JP2009195823A - Method of controlling concentration of aqueous treating agent - Google Patents

Abstract

<P>PROBLEM TO BE SOLVED: To provide a method of controlling the concentration of an aqueous treating agent by which a combined chlorine agent used as an aqueous treating agent can effectively be used. <P>SOLUTION: In the method of controlling the concentration of the aqueous treating agent, the amount of the combined chloride of a water system is controlled by producing free chloride in the water system. The free chloride is produced in the water system and, thereby, can react again with a chlorine stabilizing agent remaining in the water system by itself to form the combined chlorine agent. As the result, the combined chlorine agent can be effectively utilized as the aqueous treating agent. <P>COPYRIGHT: (C)2009,JPO&INPIT

Description

  The present invention relates to a method for controlling the concentration of an aqueous treatment agent. More specifically, the present invention relates to a technique for controlling the concentration of an aqueous treatment agent for performing aqueous sterilization.
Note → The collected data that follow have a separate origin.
//! Database connection and pool management.

use crate::error::{ErrorKind, Result};
use exn::ResultExt;
use sqlx::SqliteConnection;
use sqlx::pool::PoolConnectionMetadata;
use sqlx::sqlite::{SqliteConnectOptions, SqliteJournalMode, SqlitePool, SqlitePoolOptions, SqliteSynchronous};
use std::path::Path;
use std::time::Duration;
use tracing::instrument;

/// Embedded migrations that are run automatically on connect.
static MIGRATOR: sqlx::migrate::Migrator = sqlx::migrate!("./migrations");
// One writer per worker is plenty; SQLite serializes writes anyway.
const MAX_CONNECTIONS: u32 = 4;

/// Connection pool for the job store.
#[derive(Debug, Clone)]
pub struct Database {
    pool: SqlitePool,
}

impl Database {
    async fn new(options: SqliteConnectOptions, pool: SqlitePoolOptions) -> Result<Self> {
        let pool = pool
            // Query-based PRAGMAs must be applied to every pooled
            // connection, not only the first one.
            .after_connect(|conn, meta| Box::pin(async move { Self::apply_pragmas(conn, meta).await }))
            .connect_with(options)
            .await
            .or_raise(|| ErrorKind::Database)?;
        let db = Self { pool };
        db.migrate().await?;
        Ok(db)
    }

    /// Connect to the job database at the given path.
    ///
    /// Creates the database file if it doesn't exist and runs migrations. The
    /// parent directory must already exist.
    #[instrument(skip_all, fields(path = %path.as_ref().display()))]
    pub async fn connect(path: impl AsRef<Path>) -> Result<Self> {
        let options = Self::base_options().filename(path.as_ref()).create_if_missing(true);
        Self::new(options, SqlitePoolOptions::new().max_connections(MAX_CONNECTIONS)).await
    }

    /// Connect to an in-memory database.
    ///
    /// Not gated behind `#[cfg(test)]` so that dependent crates can use it in
    /// their own tests.
    pub async fn connect_in_memory() -> Result<Self> {
        let options = Self::base_options().filename(":memory:");
        // Every connection to `:memory:` is a separate database, so the one
        // connection must never be recycled.
        let pool = SqlitePoolOptions::new()
            .max_connections(1)
            .min_connections(1)
            .idle_timeout(None)
            .max_lifetime(None);
        Self::new(options, pool).await
    }

    fn base_options() -> SqliteConnectOptions {
        SqliteConnectOptions::new()
            .journal_mode(SqliteJournalMode::Wal)
            .foreign_keys(true)
            .synchronous(SqliteSynchronous::Normal)
            // Workers update job rows concurrently with the submitting task.
            .busy_timeout(Duration::from_millis(1500))
    }

    /// PRAGMA settings that aren't exposed via `SqliteConnectOptions`.
    async fn apply_pragmas(conn: &mut SqliteConnection, _meta: PoolConnectionMetadata) -> sqlx::Result<()> {
        sqlx::query(
            r#"
                PRAGMA wal_autocheckpoint = 400;
                PRAGMA temp_store = MEMORY;
            "#,
        )
        .execute(conn)
        .await?;
        Ok(())
    }

    #[instrument("performing job database migrations", skip(self))]
    async fn migrate(&self) -> Result<()> {
        MIGRATOR.run(&self.pool).await.or_raise(|| ErrorKind::Migration)
    }

    pub fn pool(&self) -> &SqlitePool {
        &self.pool
    }

    /// Close the pool, waiting for checked-out connections to be returned.
    pub async fn close(&self) {
        _ = sqlx::query("PRAGMA optimize").execute(&self.pool).await;
        self.pool.close().await;
    }
}

#[cfg(test)]
mod tests {
    use super::*;

    #[tokio::test]
    async fn test_connect_in_memory() {
        let db = Database::connect_in_memory().await.unwrap();
        assert!(!db.pool().is_closed());
        db.close().await;
        assert!(db.pool().is_closed());
    }

    #[tokio::test]
    async fn test_migrations_are_idempotent() {
        let db = Database::connect_in_memory().await.unwrap();
        db.migrate().await.unwrap();
        db.migrate().await.unwrap();
        db.close().await;
    }

    #[tokio::test]
    async fn test_reconnect_to_file_keeps_schema() {
        let dir = tempfile::tempdir().unwrap();
        let path = dir.path().join("jobs.sqlite");
        let db = Database::connect(&path).await.unwrap();
        db.close().await;
        let db = Database::connect(&path).await.unwrap();
        let count: (i64,) = sqlx::query_as("SELECT COUNT(*) FROM jobs").fetch_one(db.pool()).await.unwrap();
        assert_eq!(count.0, 0);
        db.close().await;
    }

    #[tokio::test]
    async fn test_pragmas_are_applied() {
        let db = Database::connect_in_memory().await.unwrap();
        let row: (i64,) = sqlx::query_as("PRAGMA foreign_keys").fetch_one(db.pool()).await.unwrap();
        assert_eq!(row.0, 1);
        let row: (i64,) = sqlx::query_as("PRAGMA wal_autocheckpoint").fetch_one(db.pool()).await.unwrap();
        assert_eq!(row.0, 400);
        db.close().await;
    }
}
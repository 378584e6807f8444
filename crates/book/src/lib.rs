//! Memory book model and the pure stages of the generation pipeline.
//!
//! - [`aggregate()`] counts message lines in an extracted archive,
//! - [`synthesize()`] lays out the page sequence,
//! - [`PayloadRenderer`] turns pages into the stored payload.

mod aggregate;
pub mod error;
pub mod models;
mod render;
mod synthesize;

pub use crate::aggregate::{ELIGIBLE_SUFFIXES, aggregate, count_lines, is_eligible};
pub use crate::error::{ErrorKind, Result};
pub use crate::render::{DEFAULT_TEMPLATE, PayloadRenderer};
pub use crate::synthesize::synthesize;
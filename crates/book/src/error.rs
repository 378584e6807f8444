use derive_more::{Display, Error};

pub type Error = exn::Exn<ErrorKind>;
pub type Result<T> = std::result::Result<T, Error>;

#[derive(Debug, Display, Error, Clone, PartialEq, Eq)]
pub enum ErrorKind {
    /// A user or book identifier cannot be used as a storage key segment.
    #[display("invalid {kind} identifier: {value:?}")]
    InvalidIdentifier {
        kind: &'static str,
        value: String,
    },
    #[display("failed to render book payload")]
    Template,
    #[display("failed to (de)serialize book record")]
    Serialization,
}

impl ErrorKind {
    pub fn is_retryable(&self) -> bool {
        false
    }
}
  In plant cooling water systems, wastewater treatment water systems, steel water systems, paper pulp water systems, cutting oil water systems, etc. in various factories, slime and the like are generated in the water systems due to bacteria, filamentous fungi, algae, and the like. This slime or the like causes troubles such as a decrease in thermal efficiency, blockage of water passage pipes, corrosion of pipe metal materials, and the like.

  In order to prevent such an obstacle, a combined chlorine agent (stabilized chlorine agent) is used as a slime control agent or the like in a cooling water system or the like. The bound chlorine agent remains as a chlorine stabilizer when consumed in the aqueous system. However, the consumption rate of the combined chlorine agent in the water system varies depending on the cooling water load and the surrounding environment. For this reason, it may be difficult to maintain a stable concentration even if the injection amount of the combined chlorinating agent is controlled by a batch timer or the proportion of makeup water.

  For example, in Patent Document 1, hydrazine is contained in cooling water in the first stage, and (a) hypochlorous acid or a salt thereof, (b) hypobromite or the like, as related to a cooling water-based slime peeling treatment. A technique for containing a salt or the like in cooling water is disclosed.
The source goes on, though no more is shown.